15.8 C
New York
Sunday, September 24, 2023

5 Python scripts for automating website positioning duties

Python is a robust programming language that has gained reputation within the website positioning business over the previous few years. 

With its comparatively easy syntax, environment friendly efficiency and abundance of libraries and frameworks, Python has revolutionized what number of SEOs strategy their work. 

Python gives a flexible toolset that may assist make the optimization course of quicker, extra correct and more practical. 

This text explores 5 Python scripts to assist increase your website positioning efforts.

The simplest strategy to get began with Python

If you happen to’re trying to dip your toes in Python programming, Google Colab is price contemplating. 

It’s a free, web-based platform that gives a handy playground for writing and operating Python code without having a posh native setup. 

Basically, it permits you to entry Jupyter Notebooks inside your browser and offers a number of pre-installed libraries for information science and machine studying. 

Plus, it’s constructed on high of Google Drive, so you may simply save and share your work with others.

To get began, comply with these steps:

Allow file uploads

When you open Google Colab, you’ll first must allow the flexibility to create a short lived file repository. It’s so simple as clicking the folder icon. 

This allows you to add momentary recordsdata after which obtain any outcomes recordsdata.

Access folder

Add supply information

A lot of our Python scripts require a supply file to work. To add a file, merely click on the add button.

File upload button

When you end the setup, you can begin testing the next Python scripts.

Script 1: Automate a redirect map

Creating redirect maps for big websites could be extremely time-consuming. Discovering methods to automate the method will help us save time and concentrate on different duties.

How this script works

This script focuses on analyzing the online content material to search out carefully matching articles. 
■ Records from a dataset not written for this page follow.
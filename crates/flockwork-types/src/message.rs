//! Messages exchanged between agents and from the simulation to agents.
//!
//! A [`Message`] is immutable once built. The `with_*` methods consume the
//! message and return a modified copy, so a message that has been queued on
//! the bus can never change underneath its recipient. Payloads are a closed
//! tagged union ([`MessagePayload`]) over the kinds of data the simulation
//! actually exchanges.

use glam::Vec3;
use serde::{Deserialize, Serialize};

use crate::enums::MessageType;
use crate::ids::{AgentId, FormationId, ResourceNodeId};

/// Who a message is addressed to.
#[derive(Debug, Clone, Copy, PartialEq, Eq, Hash, Serialize, Deserialize)]
pub enum MessageTarget {
    /// A single agent. Dropped if the agent no longer exists.
    Agent(AgentId),
    /// Every live agent.
    Broadcast,
}

/// Typed payload attached to a message.
#[derive(Debug, Clone, PartialEq, Serialize, Deserialize)]
pub enum MessagePayload {
    /// Refers to another agent (seek/flee/follow/attack target).
    Agent(AgentId),
    /// Refers to a resource node (gather orders, depletion notices).
    ResourceNode(ResourceNodeId),
    /// Refers to a formation.
    Formation(FormationId),
    /// Free-form text for application-defined messages.
    Text(String),
}

/// A single message on the bus.
#[derive(Debug, Clone, PartialEq, Serialize, Deserialize)]
pub struct Message {
    kind: MessageType,
    sender: Option<AgentId>,
    target: MessageTarget,
    position: Option<Vec3>,
    value: Option<f32>,
    payload: Option<MessagePayload>,
    tag: Option<String>,
    created_at: f64,
}

impl Message {
    /// Create a system-originated broadcast message of the given type.
    ///
    /// Use the `with_*` builders to address, time-stamp, and fill it.
    pub const fn new(kind: MessageType) -> Self {
        Self {
            kind,
            sender: None,
            target: MessageTarget::Broadcast,
            position: None,
            value: None,
            payload: None,
            tag: None,
            created_at: 0.0,
        }
    }

    /// A `MoveTo` order for the given position.
    pub const fn move_to(position: Vec3) -> Self {
        Self::new(MessageType::MoveTo).with_position(position)
    }

    /// A `Stop` order.
    pub const fn stop() -> Self {
        Self::new(MessageType::Stop)
    }

    /// A `Seek` order toward a fixed point.
    pub const fn seek_point(position: Vec3) -> Self {
        Self::new(MessageType::Seek).with_position(position)
    }

    /// A `Flee` order away from a fixed point.
    pub const fn flee_from(position: Vec3) -> Self {
        Self::new(MessageType::Flee).with_position(position)
    }

    /// A `Follow` order naming the leader.
    pub fn follow(leader: AgentId) -> Self {
        Self::new(MessageType::Follow).with_payload(MessagePayload::Agent(leader))
    }

    /// A `FormationUpdate` carrying the slot's world position.
    pub fn formation_update(formation: FormationId, slot_position: Vec3) -> Self {
        Self::new(MessageType::FormationUpdate)
            .with_position(slot_position)
            .with_payload(MessagePayload::Formation(formation))
    }

    /// A `GatherResource` order naming the node.
    pub fn gather(node: ResourceNodeId) -> Self {
        Self::new(MessageType::GatherResource).with_payload(MessagePayload::ResourceNode(node))
    }

    /// A `ReturnToBase` order.
    pub const fn return_to_base() -> Self {
        Self::new(MessageType::ReturnToBase)
    }

    /// A `ResourceDepleted` notice for the node.
    pub fn resource_depleted(node: ResourceNodeId) -> Self {
        Self::new(MessageType::ResourceDepleted).with_payload(MessagePayload::ResourceNode(node))
    }

    /// A `Damage` message carrying the damage amount.
    pub const fn damage(amount: f32) -> Self {
        Self::new(MessageType::Damage).with_value(amount)
    }

    /// An application-defined message identified by `tag`.
    pub fn custom(tag: impl Into<String>) -> Self {
        Self::new(MessageType::Custom).with_tag(tag)
    }

    // -- builders ----------------------------------------------------------

    /// Set the sending agent (`None` means the system).
    #[must_use]
    pub const fn with_sender(mut self, sender: Option<AgentId>) -> Self {
        self.sender = sender;
        self
    }

    /// Set the recipient.
    #[must_use]
    pub const fn with_target(mut self, target: MessageTarget) -> Self {
        self.target = target;
        self
    }

    /// Attach a world-space position.
    #[must_use]
    pub const fn with_position(mut self, position: Vec3) -> Self {
        self.position = Some(position);
        self
    }

    /// Attach a scalar value.
    #[must_use]
    pub const fn with_value(mut self, value: f32) -> Self {
        self.value = Some(value);
        self
    }

    /// Attach a typed payload.
    #[must_use]
    pub fn with_payload(mut self, payload: MessagePayload) -> Self {
        self.payload = Some(payload);
        self
    }

    /// Attach a string tag.
    #[must_use]
    pub fn with_tag(mut self, tag: impl Into<String>) -> Self {
        self.tag = Some(tag.into());
        self
    }

    /// Stamp the creation time (simulation seconds).
    #[must_use]
    pub const fn at(mut self, created_at: f64) -> Self {
        self.created_at = created_at;
        self
    }

    /// Copy this message for a different sender and recipient.
    ///
    /// Everything else, payload included, is preserved.
    #[must_use]
    pub fn clone_for(&self, sender: Option<AgentId>, target: MessageTarget) -> Self {
        self.clone().with_sender(sender).with_target(target)
    }

    // -- accessors ---------------------------------------------------------

    /// The message type tag.
    pub const fn kind(&self) -> MessageType {
        self.kind
    }

    /// The sending agent, or `None` for system messages.
    pub const fn sender(&self) -> Option<AgentId> {
        self.sender
    }

    /// The recipient.
    pub const fn target(&self) -> MessageTarget {
        self.target
    }

    /// Whether the message is addressed to every agent.
    pub const fn is_broadcast(&self) -> bool {
        matches!(self.target, MessageTarget::Broadcast)
    }

    /// The attached position, if any.
    pub const fn position(&self) -> Option<Vec3> {
        self.position
    }

    /// The attached scalar value, if any.
    pub const fn value(&self) -> Option<f32> {
        self.value
    }

    /// The attached payload, if any.
    pub const fn payload(&self) -> Option<&MessagePayload> {
        self.payload.as_ref()
    }

    /// The attached tag, if any.
    pub fn tag(&self) -> Option<&str> {
        self.tag.as_deref()
    }

    /// Creation timestamp in simulation seconds.
    pub const fn created_at(&self) -> f64 {
        self.created_at
    }

    /// The payload's agent reference, if the payload names an agent.
    pub const fn payload_agent(&self) -> Option<AgentId> {
        match self.payload {
            Some(MessagePayload::Agent(id)) => Some(id),
            _ => None,
        }
    }

    /// The payload's resource node reference, if the payload names one.
    pub const fn payload_resource_node(&self) -> Option<ResourceNodeId> {
        match self.payload {
            Some(MessagePayload::ResourceNode(id)) => Some(id),
            _ => None,
        }
    }

    /// The payload's formation reference, if the payload names one.
    pub const fn payload_formation(&self) -> Option<FormationId> {
        match self.payload {
            Some(MessagePayload::Formation(id)) => Some(id),
            _ => None,
        }
    }
}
  • First, it imports two TXT recordsdata of URLs: one is for the redirected web site (source_urls.txt), and the opposite for the positioning absorbing the redirected web site (target_urls.txt).
  • Then, we use the Python library Stunning Soup to create an internet scraper to get the primary physique content material on the web page. This script ignores header and footer content material.
  • After it’s crawled the content material on all pages, it makes use of the Python library Polyfuzz to match content material between URLs with a similarity proportion.
  • Lastly, it prints the leads to a CSV file, together with the similarity proportion. 

From right here, you may manually overview any URLs with a low similarity proportion to search out the subsequent closest match.

Get the script

#import libraries
from bs4 import BeautifulSoup, SoupStrainer
from polyfuzz import PolyFuzz
import concurrent.futures
import csv
import pandas as pd
import requests

#import urls
with open("source_urls.txt", "r") as file:
    url_list_a = [line.strip() for line in file]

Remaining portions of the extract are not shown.